Facebook announced that it has stopped software developers from being able to access the social network’s data to create surveillance tools, finally closing off a dubious situation that has seen third party vendors exploiting that information and selling it to law enforcement agencies to track protesters.
The move comes after sustained complaints by the California chapter of the American Civil Liberties Union, and a host of other organizations. As a result, Facebook has banned apps that have the potential to be used for surveillance amongst its users and updated its policy for app developers.
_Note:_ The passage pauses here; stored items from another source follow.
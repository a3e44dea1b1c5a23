use secret_finder_api::run;

#[tokio::main]
async fn main() {
    if let Err(err) = run().await {
        eprintln!("application error: {err}");
        std::process::exit(1);
    }
}
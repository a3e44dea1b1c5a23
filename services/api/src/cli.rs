use crate::infra::Services;
use crate::server;
use clap::{Args, Parser, Subcommand};
use secret_finder::config::AppConfig;
use secret_finder::error::AppError;
use secret_finder::telemetry;
use secret_finder::workflows::leads::SearchRequest;
use secret_finder::workflows::watch::ScanOutcome;

#[derive(Parser, Debug)]
#[command(
    name = "Secret Finder",
    about = "Find, score and watch wholesale leads from maps search and social tags",
    version
)]
struct Cli {
    #[command(subcommand)]
    command: Option<Command>,
}

#[derive(Subcommand, Debug)]
enum Command {
    /// Start the HTTP service (default command)
    Serve(ServeArgs),
    /// Run a one-off bulk maps search and print the leads as JSON
    Search(SearchArgs),
    /// Run one watchtower scan against the configured state file
    Scan(ScanArgs),
    /// Manage monitored tags
    Tags {
        #[command(subcommand)]
        command: TagCommand,
    },
}

#[derive(Subcommand, Debug)]
enum TagCommand {
    /// Start watching a tag
    Add { tag: String },
    /// Stop watching a tag
    Remove { tag: String },
    /// Print the monitored tags
    List,
}

#[derive(Args, Debug, Default)]
pub(crate) struct ServeArgs {
    /// Override the configured host for the HTTP server
    #[arg(long)]
    pub(crate) host: Option<String>,
    /// Override the configured port for the HTTP server
    #[arg(long)]
    pub(crate) port: Option<u16>,
}

#[derive(Args, Debug)]
pub(crate) struct SearchArgs {
    /// Comma-separated search terms
    #[arg(long, default_value = "Jewelry")]
    keyword: String,
    /// Comma-separated locations
    #[arg(long, default_value = "Local")]
    city: String,
    #[arg(long, default_value = "")]
    country: String,
    /// Override the configured page ceiling per term/location pair
    #[arg(long)]
    max_pages: Option<usize>,
}

#[derive(Args, Debug)]
pub(crate) struct ScanArgs {
    /// Scan even when the watchtower is stopped
    #[arg(long)]
    force: bool,
}

pub(crate) async fn run() -> Result<(), AppError> {
    let cli = Cli::parse();
    let command = cli
        .command
        .unwrap_or_else(|| Command::Serve(ServeArgs::default()));

    match command {
        Command::Serve(args) => server::run(args).await,
        Command::Search(args) => run_search(args).await,
        Command::Scan(args) => run_scan(args).await,
        Command::Tags { command } => run_tags(command).await,
    }
}

fn prepare() -> Result<Services, AppError> {
    let config = AppConfig::load()?;
    telemetry::init(&config.telemetry)?;
    Ok(Services::from_config(&config))
}

async fn run_search(args: SearchArgs) -> Result<(), AppError> {
    let mut config = AppConfig::load()?;
    telemetry::init(&config.telemetry)?;
    if let Some(max_pages) = args.max_pages {
        config.search.max_pages = max_pages;
    }
    let services = Services::from_config(&config);

    let request = SearchRequest::from_lists(&args.keyword, &args.city, &args.country);
    let leads = services.search.search_leads(&request).await?;
    print_json(&leads)
}

async fn run_scan(args: ScanArgs) -> Result<(), AppError> {
    let services = prepare()?;
    match services.watchtower.scan(args.force).await? {
        ScanOutcome::Paused => println!("watchtower is stopped; pass --force to scan anyway"),
        ScanOutcome::Completed { new_leads } => println!("{new_leads} new lead(s)"),
    }
    Ok(())
}

async fn run_tags(command: TagCommand) -> Result<(), AppError> {
    let services = prepare()?;
    let watchtower = &services.watchtower;
    match command {
        TagCommand::Add { tag } => {
            if !watchtower.add_tag(&tag).await? {
                println!("'{tag}' is blank or already monitored");
            }
        }
        TagCommand::Remove { tag } => {
            if !watchtower.remove_tag(&tag).await? {
                println!("'{tag}' was not monitored");
            }
        }
        TagCommand::List => {}
    }
    for tag in watchtower.load_state().await?.monitored_tags {
        println!("#{tag}");
    }
    Ok(())
}

fn print_json<T: serde::Serialize>(value: &T) -> Result<(), AppError> {
    let rendered = serde_json::to_string_pretty(value).map_err(std::io::Error::from)?;
    println!("{rendered}");
    Ok(())
}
The new rules also apply to Instagram, that Facebook owns.
“Today we are adding language to our Facebook and Instagram platform policies to more clearly explain that developers cannot ‘use data obtained from us to provide tools that are used for surveillance’,” Facebook’s Deputy Chief Privacy Officer Rob Sherman wrote at the beginning of this week.
It was late in 2016 that Facebook and Twitter came under fire from privacy advocates after the American Civil Liberties Union (ACLU) reported that police used location data and other user information to spy on protesters in places such as Ferguson, Missouri in 2014. Racially charged protests broke out in the St. Louis suburb of Ferguson in the aftermath of the shooting of black teenager Michael Brown by a white police officer.
According to ACLU, in 2015 an email message, reportedly from a Geofeedia employee, a company named as using data from social media and selling it to law enforcement agencies, talked of “great success” covering the protests. Geofeedia is a Chicago based seller of data and works with organisations to fully utilise and leverage social media. Facebook has now banned such use of its user data in future.
“Our goal is to make our policy explicit,” Rob Sherman, Facebook’s deputy chief privacy officer, said in a post on the social network on Monday.
According to the ACLU, last year 20 police departments, sheriffs and district attorneys in California alone used social media surveillance tools.